Press Release | PRESIDENT |
(Exclusively for the use of the media. Not an official document)
JL/P.I.S./591-e
The ICTY and the Truth and Reconciliation Commission in Bosnia and Herzegovina
Please find below the full text of President Claude Jorda’s speech made on 12 May 2001 in Sarajevo.
Mr. President, Ministers, Excellencies, Ladies and Gentlemen
It is a great honour for me to address you at this conference on the establishment of a truth and reconciliation commission for Bosnia and Herzegovina. I am extremely grateful to you for having invited me to participate and for having involved the International Tribunal in your work from the very outset. My presence here along with Mr. Gavin Ruxton, the representative of the Office of the Prosecutor, bears witness to the importance we attach to your initiative. The comments on your draft law which we recently sent to you are further proof of this.
I would first say that, as the President of the International Criminal Tribunal, it is not for me to comment on whether it is appropriate or politically legitimate to establish a commission of this sort. This is a national initiative and, as such, falls within your sovereign province. The initiative, however, cannot completely ignore the international context of which it forms a part, in particular, the Dayton Peace Accord signed in Paris on 14 December 1995 and United Nations Security Council resolution 827 establishing the International Tribunal which was passed in New York on 25 May 1993.
As President of the International Criminal Tribunal, I consider it my duty to ensure that this national initiative not run counter to the mission of the Tribunal and that it be consonant with the powers conferred on the Tribunal by the Security Council. I also believe it appropriate to reflect on a system for reconciliation which complements the work of the International Tribunal and which allows for a more effective contribution to the reconstruction of national unity without which democracy and deep-rooted lasting peace are impossible.
In this spirit, I will begin by recalling briefly the objectives of the International Tribunal and, in particular, the limitations on its scope of action.

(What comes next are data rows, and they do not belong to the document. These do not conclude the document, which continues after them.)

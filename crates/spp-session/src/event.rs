//! Session events
//!
//! Discrete notifications published on a broadcast channel next to the
//! state snapshot. The snapshot says where the session *is*; events say what
//! just *happened* (a device turned up, the peer hung up), which is what a
//! front-end turns into toasts and log lines.

use serde::{Deserialize, Serialize};
use std::collections::BTreeMap;

use crate::error::ConnectFailureKind;
use crate::types::{AdapterState, Capability, DiscoveredDevice, PermissionStatus};

/// How a discovery session ended
#[derive(Debug, Clone, PartialEq, Eq, Serialize, Deserialize)]
#[serde(tag = "outcome", rename_all = "snake_case")]
pub enum ScanOutcome {
    /// The radio reported the natural end of the inquiry
    Completed {
        /// Devices in the registry at the end
        devices: usize,
    },
    /// The transport reported an error
    Failed {
        /// Error description
        reason: String,
    },
    /// Stopped by an intent or by radio power loss
    Cancelled,
}

/// Why a connection went back to idle
#[derive(Debug, Clone, PartialEq, Eq, Serialize, Deserialize)]
#[serde(tag = "reason", rename_all = "snake_case")]
pub enum DisconnectReason {
    /// Explicit disconnect intent
    Requested,
    /// Input stream ended
    PeerClosed,
    /// Read or write error on the socket
    StreamError {
        /// Error description
        message: String,
    },
    /// Radio turned off
    AdapterOff,
}

impl std::fmt::Display for DisconnectReason {
    fn fmt(&self, f: &mut std::fmt::Formatter<'_>) -> std::fmt::Result {
        match self {
            DisconnectReason::Requested => write!(f, "disconnected"),
            DisconnectReason::PeerClosed => write!(f, "device disconnected"),
            DisconnectReason::StreamError { message } => write!(f, "connection lost: {}", message),
            DisconnectReason::AdapterOff => write!(f, "bluetooth turned off"),
        }
    }
}

/// Events emitted by the session coordinator
#[derive(Debug, Clone, PartialEq, Eq)]
pub enum SessionEvent {
    /// Radio power state changed
    AdapterStateChanged(AdapterState),

    /// A permission request or probe finished
    PermissionsResolved {
        /// Status per capability
        statuses: BTreeMap<Capability, PermissionStatus>,
    },

    /// Discovery entered Scanning
    ScanStarted,

    /// A new device entered the registry
    DeviceDiscovered(DiscoveredDevice),

    /// Discovery went back to Idle
    ScanFinished(ScanOutcome),

    /// Connect attempt issued
    Connecting {
        /// Target address
        address: String,
    },

    /// Socket open, streams bound
    Connected {
        /// Peer address
        address: String,
    },

    /// Connect attempt failed
    ConnectFailed {
        /// Target address
        address: String,
        /// Failure class
        kind: ConnectFailureKind,
        /// Error description
        reason: String,
    },

    /// Decoded text chunk appended to the received buffer
    DataReceived {
        /// Peer address
        address: String,
        /// Decoded chunk
        text: String,
    },

    /// A line was written and flushed
    LineSent {
        /// Peer address
        address: String,
        /// Line without terminator
        text: String,
    },

    /// Connection returned to Idle
    Disconnected {
        /// Peer address
        address: String,
        /// Why
        reason: DisconnectReason,
    },
}

#[cfg(test)]
mod tests {
    use super::*;

    #[test]
    fn test_disconnect_reason_display() {
        assert_eq!(DisconnectReason::PeerClosed.to_string(), "device disconnected");
        assert!(DisconnectReason::StreamError {
            message: "reset".into()
        }
        .to_string()
        .contains("reset"));
    }

    #[test]
    fn test_scan_outcome_serde_tag() {
        let json = serde_json::to_string(&ScanOutcome::Completed { devices: 2 }).unwrap();
        assert_eq!(json, r#"{"outcome":"completed","devices":2}"#);
    }
}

This will allow me to review the functions which, in theory, should fall to the truth and reconciliation commission in order to supplement and, if necessary, to reinforce the International Tribunal in its mission of reconciliation. In light of these general considerations, I will then tell you more specifically what I think about the draft law which, although significant in terms of the progress it represents, appears to give the Commission powers similar to those of the International Tribunal and which, to my mind, overlap certain aspects of its mandate.

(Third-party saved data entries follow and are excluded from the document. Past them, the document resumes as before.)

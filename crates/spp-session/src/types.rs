//! Core value types shared by every component
//!
//! Radio power state, OS capabilities and their permission status, and the
//! device records produced by discovery.

use serde::{Deserialize, Serialize};

/// Power state of the local Bluetooth radio
#[derive(Debug, Clone, Copy, PartialEq, Eq, Hash, Default, Serialize, Deserialize)]
#[serde(rename_all = "snake_case")]
pub enum AdapterState {
    /// State could not be determined
    #[default]
    Unknown,
    /// Radio is powered and usable
    On,
    /// Radio is powering up
    TurningOn,
    /// Radio is off
    Off,
    /// Radio is powering down
    TurningOff,
}

impl AdapterState {
    /// Radio operations are allowed only in this state
    pub fn is_on(&self) -> bool {
        matches!(self, AdapterState::On)
    }

    /// States that force every session to tear down
    pub fn is_powering_down(&self) -> bool {
        matches!(self, AdapterState::Off | AdapterState::TurningOff)
    }
}

impl std::fmt::Display for AdapterState {
    fn fmt(&self, f: &mut std::fmt::Formatter<'_>) -> std::fmt::Result {
        match self {
            AdapterState::Unknown => write!(f, "unknown"),
            AdapterState::On => write!(f, "on"),
            AdapterState::TurningOn => write!(f, "turning on"),
            AdapterState::Off => write!(f, "off"),
            AdapterState::TurningOff => write!(f, "turning off"),
        }
    }
}

/// OS capability needed before a radio operation
#[derive(Debug, Clone, Copy, PartialEq, Eq, Hash, PartialOrd, Ord, Serialize, Deserialize)]
#[serde(rename_all = "snake_case")]
pub enum Capability {
    /// Permission to run discovery
    ScanRadio,
    /// Permission to open sockets to peers
    ConnectRadio,
    /// Location access, required for discovery on some platforms
    Location,
}

impl Capability {
    /// Everything a scan-then-connect session needs, in prompt order
    pub const ALL: [Capability; 3] = [
        Capability::ScanRadio,
        Capability::ConnectRadio,
        Capability::Location,
    ];
}

impl std::fmt::Display for Capability {
    fn fmt(&self, f: &mut std::fmt::Formatter<'_>) -> std::fmt::Result {
        match self {
            Capability::ScanRadio => write!(f, "bluetooth scan"),
            Capability::ConnectRadio => write!(f, "bluetooth connect"),
            Capability::Location => write!(f, "location"),
        }
    }
}

/// Permission status of a single capability
#[derive(Debug, Clone, Copy, PartialEq, Eq, Hash, Default, Serialize, Deserialize)]
#[serde(rename_all = "snake_case")]
pub enum PermissionStatus {
    /// The user has not been asked yet
    #[default]
    NotDetermined,
    /// Access granted
    Granted,
    /// Refused, may be asked again
    Denied,
    /// Refused for good; only system settings can change it
    PermanentlyDenied,
}

impl PermissionStatus {
    /// Whether the capability may be used
    pub fn is_granted(&self) -> bool {
        matches!(self, PermissionStatus::Granted)
    }

    /// Whether prompting again can change the outcome
    pub fn can_prompt(&self) -> bool {
        matches!(self, PermissionStatus::NotDetermined | PermissionStatus::Denied)
    }
}

/// Raw discovery report as delivered by the transport
#[derive(Debug, Clone, PartialEq, Eq)]
pub struct Sighting {
    /// Device address
    pub address: String,
    /// Advertised name, if the stack resolved one
    pub display_name: Option<String>,
}

impl Sighting {
    /// Create a sighting
    pub fn new(address: impl Into<String>, display_name: Option<&str>) -> Self {
        Self {
            address: address.into(),
            display_name: display_name.map(str::to_string),
        }
    }
}

/// A device kept in the registry
///
/// Identity is the address; the first sighting of an address wins.
#[derive(Debug, Clone, PartialEq, Eq, Serialize, Deserialize)]
pub struct DiscoveredDevice {
    /// Device address (registry key)
    pub address: String,
    /// Display name from the first sighting
    pub display_name: Option<String>,
}

impl DiscoveredDevice {
    /// Create a device record
    pub fn new(address: impl Into<String>, display_name: impl Into<String>) -> Self {
        Self {
            address: address.into(),
            display_name: Some(display_name.into()),
        }
    }

    /// Name for display, falling back to the address
    pub fn label(&self) -> &str {
        self.display_name.as_deref().unwrap_or(&self.address)
    }
}

impl std::fmt::Display for DiscoveredDevice {
    fn fmt(&self, f: &mut std::fmt::Formatter<'_>) -> std::fmt::Result {
        match &self.display_name {
            Some(name) => write!(f, "{} ({})", name, self.address),
            None => write!(f, "{}", self.address),
        }
    }
}

#[cfg(test)]
mod tests {
    use super::*;

    #[test]
    fn test_adapter_state_gates() {
        assert!(AdapterState::On.is_on());
        assert!(!AdapterState::TurningOn.is_on());
        assert!(AdapterState::Off.is_powering_down());
        assert!(AdapterState::TurningOff.is_powering_down());
        assert!(!AdapterState::Unknown.is_powering_down());
    }

    #[test]
    fn test_permission_status_prompting() {
        assert!(PermissionStatus::NotDetermined.can_prompt());
        assert!(PermissionStatus::Denied.can_prompt());
        assert!(!PermissionStatus::PermanentlyDenied.can_prompt());
        assert!(!PermissionStatus::Granted.can_prompt());
    }

    #[test]
    fn test_device_display() {
        let device = DiscoveredDevice::new("11:22", "HC-05");
        assert_eq!(device.to_string(), "HC-05 (11:22)");
        assert_eq!(device.label(), "HC-05");
    }

    #[test]
    fn test_adapter_state_serde() {
        let json = serde_json::to_string(&AdapterState::TurningOff).unwrap();
        assert_eq!(json, "\"turning_off\"");
    }
}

1) The work of the truth and reconciliation commission must be complementary to the work of the International Tribunal
Security Council resolution 827 confers on the International Tribunal the power to punish serious violations of international humanitarian law committed in the territory of the former Yugoslavia since 1991 so that it may contribute to restoring and maintaining the peace. Stated otherwise, its mission is to promote reconciliation through the prosecution, trial and punishment of those who perpetrated war crimes, crimes against humanity and genocide. By ensuring that people are held individually responsible for the crimes they committed, the International Tribunal must prevent entire groups – be they national, ethnic or religious – from being stigmatised and must ensure that others do not resort to acts of revenge in their search for justice. It must neutralise the major war criminals and preclude them from sustaining a climate of hatred and virulent nationalism which will inevitably lead to future wars. By hearing the voices of the victims in a solemn but public forum, it must assuage their suffering and help them to reintegrate into a society which has been reconciled. Finally, by establishing the legal truth on whose basis society can take shape, the International Tribunal must prevent all historical revisionism.

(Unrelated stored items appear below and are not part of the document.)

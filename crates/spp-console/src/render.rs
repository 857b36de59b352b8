//! Terminal rendering of snapshots, events and intent errors

use chrono::Local;
use spp_session::{
    ConnectionState, DisconnectReason, ScanOutcome, SessionError, SessionEvent, SessionSnapshot,
};
use tokio::sync::broadcast;
use tracing::warn;

fn timestamp() -> String {
    Local::now().format("%H:%M:%S").to_string()
}

/// Print a line with the local time in front
pub fn say(message: impl AsRef<str>) {
    println!("[{}] {}", timestamp(), message.as_ref());
}

/// One line per event worth showing; `None` for events the prompt already reflects
pub fn event_line(event: &SessionEvent) -> Option<String> {
    let line = match event {
        SessionEvent::AdapterStateChanged(state) => format!("bluetooth {}", state),
        SessionEvent::PermissionsResolved { .. } => return None,
        SessionEvent::ScanStarted => "scanning...".to_string(),
        SessionEvent::DeviceDiscovered(device) => format!("found {}", device),
        SessionEvent::ScanFinished(ScanOutcome::Completed { devices }) => {
            format!("scan finished, {} device(s)", devices)
        }
        SessionEvent::ScanFinished(ScanOutcome::Failed { reason }) => {
            format!("scan failed: {}", reason)
        }
        SessionEvent::ScanFinished(ScanOutcome::Cancelled) => "scan stopped".to_string(),
        SessionEvent::Connecting { address } => format!("connecting to {}...", address),
        SessionEvent::Connected { address } => format!("connected to {}", address),
        SessionEvent::ConnectFailed { address, kind, .. } => {
            format!("could not connect to {}: {}", address, kind.hint())
        }
        SessionEvent::DataReceived { text, .. } => format!("< {}", text.trim_end()),
        SessionEvent::LineSent { text, .. } => format!("> {}", text),
        SessionEvent::Disconnected { address, reason } => match reason {
            DisconnectReason::Requested => format!("disconnected from {}", address),
            other => format!("{} ({})", other, address),
        },
    };
    Some(line)
}

/// Print events until the stream closes
pub async fn print_events(mut events: broadcast::Receiver<SessionEvent>) {
    loop {
        match events.recv().await {
            Ok(event) => {
                if let Some(line) = event_line(&event) {
                    say(line);
                }
            }
            Err(broadcast::error::RecvError::Lagged(skipped)) => {
                warn!(skipped, "Console fell behind the event stream");
            }
            Err(broadcast::error::RecvError::Closed) => break,
        }
    }
}

/// Numbered device listing
pub fn devices(snapshot: &SessionSnapshot) -> String {
    if snapshot.devices.is_empty() {
        return "no devices (type `scan`)".to_string();
    }
    snapshot
        .devices
        .iter()
        .enumerate()
        .map(|(i, device)| format!("{:>3}. {}", i + 1, device))
        .collect::<Vec<_>>()
        .join("\n")
}

/// Multi-line state summary
pub fn status(snapshot: &SessionSnapshot) -> String {
    let mut lines = vec![
        format!("adapter:     {}", snapshot.adapter_state),
        format!(
            "discovery:   {}",
            if snapshot.is_scanning() { "scanning" } else { "idle" }
        ),
        format!("devices:     {}", snapshot.devices.len()),
    ];
    let connection = match (&snapshot.connection_state, &snapshot.connected_address) {
        (ConnectionState::Open, Some(address)) => format!("open ({})", address),
        (state, _) => state.to_string(),
    };
    lines.push(format!("connection:  {}", connection));
    if let Some(reason) = &snapshot.last_disconnect {
        lines.push(format!("last close:  {}", reason));
    }
    let permissions: Vec<String> = snapshot
        .capabilities
        .iter()
        .map(|(capability, status)| format!("{}={:?}", capability, status))
        .collect();
    lines.push(format!("permissions: {}", permissions.join(" ")));
    lines.join("\n")
}

/// What to tell the user when an intent fails
pub fn intent_error(err: &SessionError) -> String {
    match err {
        SessionError::PermissionDenied {
            permanent: true, ..
        } => format!("{} - type `settings` to grant it", err),
        SessionError::AdapterNotOn(_) => "bluetooth is off - turn it on and try again".to_string(),
        SessionError::ConnectFailed { kind, .. } => format!("{} ({})", err, kind.hint()),
        _ => err.to_string(),
    }
}

#[cfg(test)]
mod tests {
    use super::*;
    use spp_session::{AdapterState, DeviceRegistry, DiscoveredDevice, Sighting};

    #[test]
    fn test_event_lines() {
        assert_eq!(
            event_line(&SessionEvent::DeviceDiscovered(DiscoveredDevice::new(
                "AA:BB", "HC-05"
            ))),
            Some("found HC-05 (AA:BB)".to_string())
        );
        assert_eq!(
            event_line(&SessionEvent::Disconnected {
                address: "AA:BB".into(),
                reason: DisconnectReason::PeerClosed,
            }),
            Some("device disconnected (AA:BB)".to_string())
        );
        assert_eq!(
            event_line(&SessionEvent::PermissionsResolved {
                statuses: Default::default()
            }),
            None
        );
    }

    #[test]
    fn test_devices_numbered() {
        let mut registry = DeviceRegistry::new();
        registry.insert(Sighting::new("AA:01", Some("One"))).unwrap();
        registry.insert(Sighting::new("AA:02", Some("Two"))).unwrap();
        let snapshot = SessionSnapshot {
            devices: registry,
            ..Default::default()
        };
        assert_eq!(devices(&snapshot), "  1. One (AA:01)\n  2. Two (AA:02)");
        assert!(devices(&SessionSnapshot::default()).contains("scan"));
    }

    #[test]
    fn test_status_mentions_connection() {
        let snapshot = SessionSnapshot {
            adapter_state: AdapterState::On,
            connection_state: ConnectionState::Open,
            connected_address: Some("AA:BB".into()),
            ..Default::default()
        };
        let text = status(&snapshot);
        assert!(text.contains("open (AA:BB)"));
    }

    #[test]
    fn test_permanent_denial_points_to_settings() {
        let err = SessionError::PermissionDenied {
            denied: vec![spp_session::Capability::Location],
            permanent: true,
        };
        assert!(intent_error(&err).contains("settings"));
    }
}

The scope of the International Tribunal’s "peace-making" is nonetheless limited. It cannot try all the perpetrators of serious violations of humanitarian law committed during a conflict which lasted more than five years. As you can easily understand, doing so would be physically impossible and, more importantly, require far too much time. In the long term, this would risk undermining the reliability of the testimony and do damage to the credibility of the International Tribunal. Ideally, the Tribunal’s priority should be to try the highest ranking military and political leaders, that is, those who through the great responsibilities which were theirs and the seriousness of the crimes ascribed to them by the Prosecutor truly endangered international public order. Nor can the International Tribunal hear the tens of thousands of victims. Only those considered useful towards the establishment of the truth are invited to testify and even they cannot claim compensation for the harm they suffered. It is not the mission of the International Tribunal to analyse all of the historical, political, sociological and economic causes which converged to give rise to the war. Instead, it must review what happened only from the specific angle of the criminal responsibility of the perpetrators. Finally, the International Tribunal alone cannot accomplish all the work of memory required for the reconstruction of a national identity.
Its work must first be sustained by the national courts which, moreover, have already committed themselves to carrying out their mission. This may also include initiatives – such as the setting up of a truth and reconciliation commission - which derive from civilian society and whose primary purpose is to reweave thread by thread the fabric of that society and reconstitute what I would call the "desire to live together".
How then can the work of a commission supplement the "peace-making" activity of the International Tribunal? Allow me to take up one by one the four limitations on the scope of its action which I have just mentioned and, in relation to each of these, examine what role I believe the commission should play in order to achieve them.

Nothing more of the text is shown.